(INPUT Opens)

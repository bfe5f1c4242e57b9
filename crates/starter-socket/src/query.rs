// File: starter-socket/src/query.rs
// Purpose: Query string encoding for connection parameters

use serde_json::Value;

/// Encode `params` as a query string.
///
/// Nested objects flatten to dot-notation keys and arrays repeat their key,
/// recursively. `{"a": {"c": "Hello"}, "tags": ["x", "y"]}` becomes
/// `a.c=Hello&tags=x&tags=y`. Object keys come out in sorted order.
pub fn as_query_parameters(params: &Value) -> String {
    if params.is_null() {
        return String::new();
    }
    let mut collector = Vec::new();
    collect(None, params, &mut collector);
    collector.join("&")
}

fn collect(key: Option<&str>, value: &Value, collector: &mut Vec<String>) {
    match value {
        Value::Array(items) => {
            for item in items {
                collect(key, item, collector);
            }
        }
        Value::Object(map) => {
            for (k, v) in map {
                let nested = match key {
                    Some(prefix) => format!("{prefix}.{k}"),
                    None => k.clone(),
                };
                collect(Some(&nested), v, collector);
            }
        }
        scalar => {
            let encoded = encode_component(&scalar_text(scalar));
            match key {
                Some(k) => collector.push(format!("{}={}", encode_component(k), encoded)),
                None => collector.push(encoded),
            }
        }
    }
}

fn scalar_text(value: &Value) -> String {
    match value {
        Value::String(s) => s.clone(),
        Value::Number(n) => match n.as_f64() {
            Some(f) if f.fract() == 0.0 && f.abs() < 1e15 => format!("{}", f as i64),
            _ => n.to_string(),
        },
        other => other.to_string(),
    }
}

/// Percent-encode like `encodeURIComponent`: `!'()*` stay literal
pub fn encode_component(text: &str) -> String {
    urlencoding::encode(text)
        .replace("%21", "!")
        .replace("%27", "'")
        .replace("%28", "(")
        .replace("%29", ")")
        .replace("%2A", "*")
}

#[cfg(test)]
mod tests {
    use super::*;
    use pretty_assertions::assert_eq;
    use rstest::rstest;
    use serde_json::json;

    #[test]
    fn test_nested_objects_use_dot_notation() {
        let params = json!({"a": {"c": "Hello", "d": {"e": "World"}}});
        assert_eq!(as_query_parameters(&params), "a.c=Hello&a.d.e=World");
    }

    #[test]
    fn test_arrays_repeat_the_key() {
        let params = json!({"name": ["A", "B", "C"]});
        assert_eq!(as_query_parameters(&params), "name=A&name=B&name=C");
    }

    #[test]
    fn test_arrays_of_objects() {
        let params = json!({"f": [{"k": 1}, {"k": 2}]});
        assert_eq!(as_query_parameters(&params), "f.k=1&f.k=2");
    }

    #[test]
    fn test_empty_and_null() {
        assert_eq!(as_query_parameters(&Value::Null), "");
        assert_eq!(as_query_parameters(&json!({})), "");
    }

    #[rstest]
    #[case(json!({"q": "a b&c"}), "q=a%20b%26c")]
    #[case(json!({"q": "it's (ok)*!"}), "q=it's%20(ok)*!")]
    #[case(json!({"n": 2.0, "b": true, "z": null}), "b=true&n=2&z=null")]
    #[case(json!({"ü": "ß"}), "%C3%BC=%C3%9F")]
    fn test_scalar_encoding(#[case] params: Value, #[case] expected: &str) {
        assert_eq!(as_query_parameters(&params), expected);
    }
}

(INPUT Closes)

TASK BRIEF>
Return every line above in which the string "tags" occurs.

WRITTEN SOLUTION>
/// recursively. `{"a": {"c": "Hello"}, "tags": ["x", "y"]}` becomes
/// `a.c=Hello&tags=x&tags=y`. Object keys come out in sorted order.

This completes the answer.